Much as the Government should be applauded for the Presidential Initiative for AIDS Strategy Communication to Youth programme which has expanded HIV prevention education to primary schools, more needs to be done to eliminate defilement in schools and other predisposing factors like exposure to pornography.
It is cynical that a nation whose motto is For God and my country has its print media flooded with tabloids. Furthermore, the advertising media industry has exposed the nation to unprecedented levels of pornography and obscenity.
Pornography refers to any graphic (pictorial) or any other forms of communication that is intended to incite sexual feelings. It has spread to schools, universities and offices.
In rural areas, video shacks operating battery-controlled equipment show pornographic movies.
With the advent of multichannel television, children have access to this material at the click of a remote button.
Pornography also seems to be the central business on which Internet cafés are thriving. However, the consequences are dire.
Studies indicate that children exposed to pornography are vulnerable and can be affected for life.
The influx of pornography has created a class of people who believe they are ‘sex animals’ and young children have fallen prey to them.
Steven Langa, in his book Pornography in Uganda; The naked truth details some of the devastating consequences of pornography on society.
The book contains many personal testimonies ranging from deviant sexual behaviour, sex orgies in school, rape, and defilement to masturbation and its role in the spread of HIV. The victims suffer fear, guilt and shame for life if they do not get counselling.
Similarly, a survey done in the US revealed that 35% of men who were exposed to pornography on regular basis confessed willingness to rape a woman “If they can get away with it.” This is a lot easier in Africa where a number of women have low self esteem. This could become a breeding ground for rapists.
The majority of Uganda’s population structure is dominated by the youth, many of whom do not have strong moral values. They are, therefore, bound to be influenced by emerging negative moral trends.
This is made worse by the fact there few resources and experts to deal with some of the consequences of pornography.
Where are the moralists of our times? Fans of pornography should be educated that what goes in determines what comes out. If you spend quality time reading newspapers, you will think and talk about news but if you spend time reading pornography, your mind will be preoccupied with it.
To fight HIV and AIDS effectively, Uganda should fight pornography and other pre-disposing factors.

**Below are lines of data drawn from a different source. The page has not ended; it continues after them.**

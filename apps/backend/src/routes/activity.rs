use actix_web::{web, HttpResponse};
use serde::Serialize;
use time::OffsetDateTime;

use crate::auth::permissions::ViewActivity;
use crate::error::AppError;
use crate::extractors::Authorized;
use crate::http::{envelope, parse_pagination, PaginationQuery};
use crate::repos::activity::{self, ActivityEntry};
use crate::state::app_state::AppState;

#[derive(Debug, Serialize)]
#[serde(rename_all = "camelCase")]
pub struct ActivityView {
    pub id: i64,
    pub user_id: Option<i64>,
    pub user_name: Option<String>,
    pub action: String,
    pub entity: String,
    pub entity_id: Option<i64>,
    pub detail: Option<String>,
    #[serde(with = "time::serde::rfc3339")]
    pub created_at: OffsetDateTime,
}

impl From<ActivityEntry> for ActivityView {
    fn from(entry: ActivityEntry) -> Self {
        let log = entry.log;
        Self {
            id: log.id,
            user_id: log.user_id,
            user_name: entry.user_name,
            action: log.action,
            entity: log.entity,
            entity_id: log.entity_id,
            detail: log.detail,
            created_at: log.created_at,
        }
    }
}

async fn list_activity(
    _user: Authorized<ViewActivity>,
    page: web::Query<PaginationQuery>,
    app_state: web::Data<AppState>,
) -> Result<HttpResponse, AppError> {
    let page = parse_pagination(&page);
    let (entries, total) = activity::list(app_state.db(), &page).await?;
    let views: Vec<ActivityView> = entries.into_iter().map(ActivityView::from).collect();
    Ok(envelope::paginated(views, total, &page))
}

pub fn configure_routes(cfg: &mut web::ServiceConfig) {
    cfg.route("", web::get().to(list_activity));
}
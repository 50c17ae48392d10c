#[macro_use]
mod common;

use actix_web::http::StatusCode;
use actix_web::test;
use backend_test_support::envelope::read_success_data;
use common::state;
use sea_orm::{DatabaseBackend, DbErr, MockDatabase};

#[actix_web::test]
async fn health_reports_unreachable_database_without_failing() {
    let db = MockDatabase::new(DatabaseBackend::Postgres)
        .append_query_errors([DbErr::Custom("connection refused".into())])
        .into_connection();
    let app = test_app!(state(db));

    let req = test::TestRequest::get().uri("/health").to_request();
    let resp = test::call_service(&app, req).await;
    let data = read_success_data(resp, StatusCode::OK).await;

    assert_eq!(data["db"], "error");
    assert_eq!(data["appVersion"], env!("CARGO_PKG_VERSION"));
    assert!(data["time"].is_string());
}
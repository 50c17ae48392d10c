use std::time::{SystemTime, UNIX_EPOCH};

use jsonwebtoken::errors::ErrorKind;
use jsonwebtoken::{decode, encode, DecodingKey, EncodingKey, Header, Validation};
use thiserror::Error;

use super::claims::{IdentityClaim, TokenSubject};
use crate::error::AppError;
use crate::state::security_config::SecurityConfig;

/// Why a token was rejected. Kept for debug logging; callers only ever
/// surface the opaque [`InvalidToken`].
#[derive(Debug, Clone, Copy, PartialEq, Eq)]
pub enum InvalidTokenReason {
    Expired,
    BadSignature,
    WrongAlgorithm,
    Malformed,
}

#[derive(Debug, Error, Clone, Copy, PartialEq, Eq)]
#[error("invalid token")]
pub struct InvalidToken {
    reason: InvalidTokenReason,
}

impl InvalidToken {
    pub fn reason(&self) -> InvalidTokenReason {
        self.reason
    }
}

/// Sign an access token for `subject`, valid for the configured TTL from `now`.
pub fn issue_token(
    subject: &TokenSubject,
    now: SystemTime,
    security: &SecurityConfig,
) -> Result<String, AppError> {
    let iat = now
        .duration_since(UNIX_EPOCH)
        .map_err(|_| AppError::internal("Failed to get current time"))?
        .as_secs() as i64;
    let exp = iat + security.token_ttl.as_secs() as i64;

    let claims = IdentityClaim {
        sub: subject.id,
        email: subject.email.clone(),
        role: subject.role,
        iat,
        exp,
    };

    encode(
        &Header::new(security.algorithm),
        &claims,
        &EncodingKey::from_secret(&security.jwt_secret),
    )
    .map_err(|e| AppError::internal(format!("Failed to encode JWT: {e}")))
}

/// Verify signature, algorithm and expiry, returning the embedded claim.
pub fn verify_token(token: &str, security: &SecurityConfig) -> Result<IdentityClaim, InvalidToken> {
    // Default Validation already checks exp; pin algorithm to configured algorithm.
    let validation = Validation::new(security.algorithm);

    decode::<IdentityClaim>(
        token,
        &DecodingKey::from_secret(&security.jwt_secret),
        &validation,
    )
    .map(|data| data.claims)
    .map_err(|e| {
        let reason = match e.kind() {
            ErrorKind::ExpiredSignature => InvalidTokenReason::Expired,
            ErrorKind::InvalidSignature => InvalidTokenReason::BadSignature,
            ErrorKind::InvalidAlgorithm => InvalidTokenReason::WrongAlgorithm,
            _ => InvalidTokenReason::Malformed,
        };
        InvalidToken { reason }
    })
}

#[cfg(test)]
mod tests {
    use std::time::{Duration, SystemTime, UNIX_EPOCH};

    use jsonwebtoken::Algorithm;

    use super::*;
    use crate::auth::claims::Role;

    const SECRET: &str = "test_secret_key_for_testing_purposes_only";

    fn subject() -> TokenSubject {
        TokenSubject {
            id: 42,
            email: "bendahara@masjid.test".to_string(),
            role: Role::Admin,
        }
    }

    #[test]
    fn issue_and_verify_roundtrip() {
        let security = SecurityConfig::new(SECRET.as_bytes());
        let now = SystemTime::now();

        let token = issue_token(&subject(), now, &security).unwrap();
        let claim = verify_token(&token, &security).unwrap();

        assert_eq!(claim.account_id(), 42);
        assert_eq!(claim.email, "bendahara@masjid.test");
        assert_eq!(claim.role, Role::Admin);
        assert_eq!(
            claim.iat,
            now.duration_since(UNIX_EPOCH).unwrap().as_secs() as i64
        );
        assert_eq!(claim.exp, claim.iat + 7 * 24 * 60 * 60);
    }

    #[test]
    fn ttl_comes_from_config() {
        let security =
            SecurityConfig::new(SECRET.as_bytes()).with_token_ttl(Duration::from_secs(600));
        let token = issue_token(&subject(), SystemTime::now(), &security).unwrap();
        let claim = verify_token(&token, &security).unwrap();
        assert_eq!(claim.exp - claim.iat, 600);
    }

    #[test]
    fn expired_token_is_rejected() {
        let security =
            SecurityConfig::new(SECRET.as_bytes()).with_token_ttl(Duration::from_secs(60));
        // Well past exp plus the validator's default leeway.
        let issued = SystemTime::now() - Duration::from_secs(60 * 60);

        let token = issue_token(&subject(), issued, &security).unwrap();
        let err = verify_token(&token, &security).unwrap_err();
        assert_eq!(err.reason(), InvalidTokenReason::Expired);
    }

    #[test]
    fn different_secret_is_rejected() {
        let security_a = SecurityConfig::new("secret-A-0123456789abcdef01234567".as_bytes());
        let security_b = SecurityConfig::new("secret-B-0123456789abcdef01234567".as_bytes());

        let token = issue_token(&subject(), SystemTime::now(), &security_a).unwrap();
        let err = verify_token(&token, &security_b).unwrap_err();
        assert_eq!(err.reason(), InvalidTokenReason::BadSignature);
    }

    #[test]
    fn other_algorithm_is_rejected() {
        let mut hs384 = SecurityConfig::new(SECRET.as_bytes());
        hs384.algorithm = Algorithm::HS384;
        let token = issue_token(&subject(), SystemTime::now(), &hs384).unwrap();

        let err = verify_token(&token, &SecurityConfig::new(SECRET.as_bytes())).unwrap_err();
        assert_eq!(err.reason(), InvalidTokenReason::WrongAlgorithm);
    }

    #[test]
    fn garbage_is_malformed() {
        let security = SecurityConfig::new(SECRET.as_bytes());
        for token in ["", "not-a-jwt", "a.b.c"] {
            let err = verify_token(token, &security).unwrap_err();
            assert_eq!(err.reason(), InvalidTokenReason::Malformed, "token {token:?}");
        }
    }
}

The Media Council and other relevant authorities that barred the staging of the infamous play, Vagina monologues, could use the same mandate to purge this nation of pornography.
Alternatively, they can gazette places where such materials are sold to protect the rest of the public from viewing such obscenities.
If such radical steps are not taken, Uganda could reverse the gains made in reducing the HIV/AIDS prevalence rate.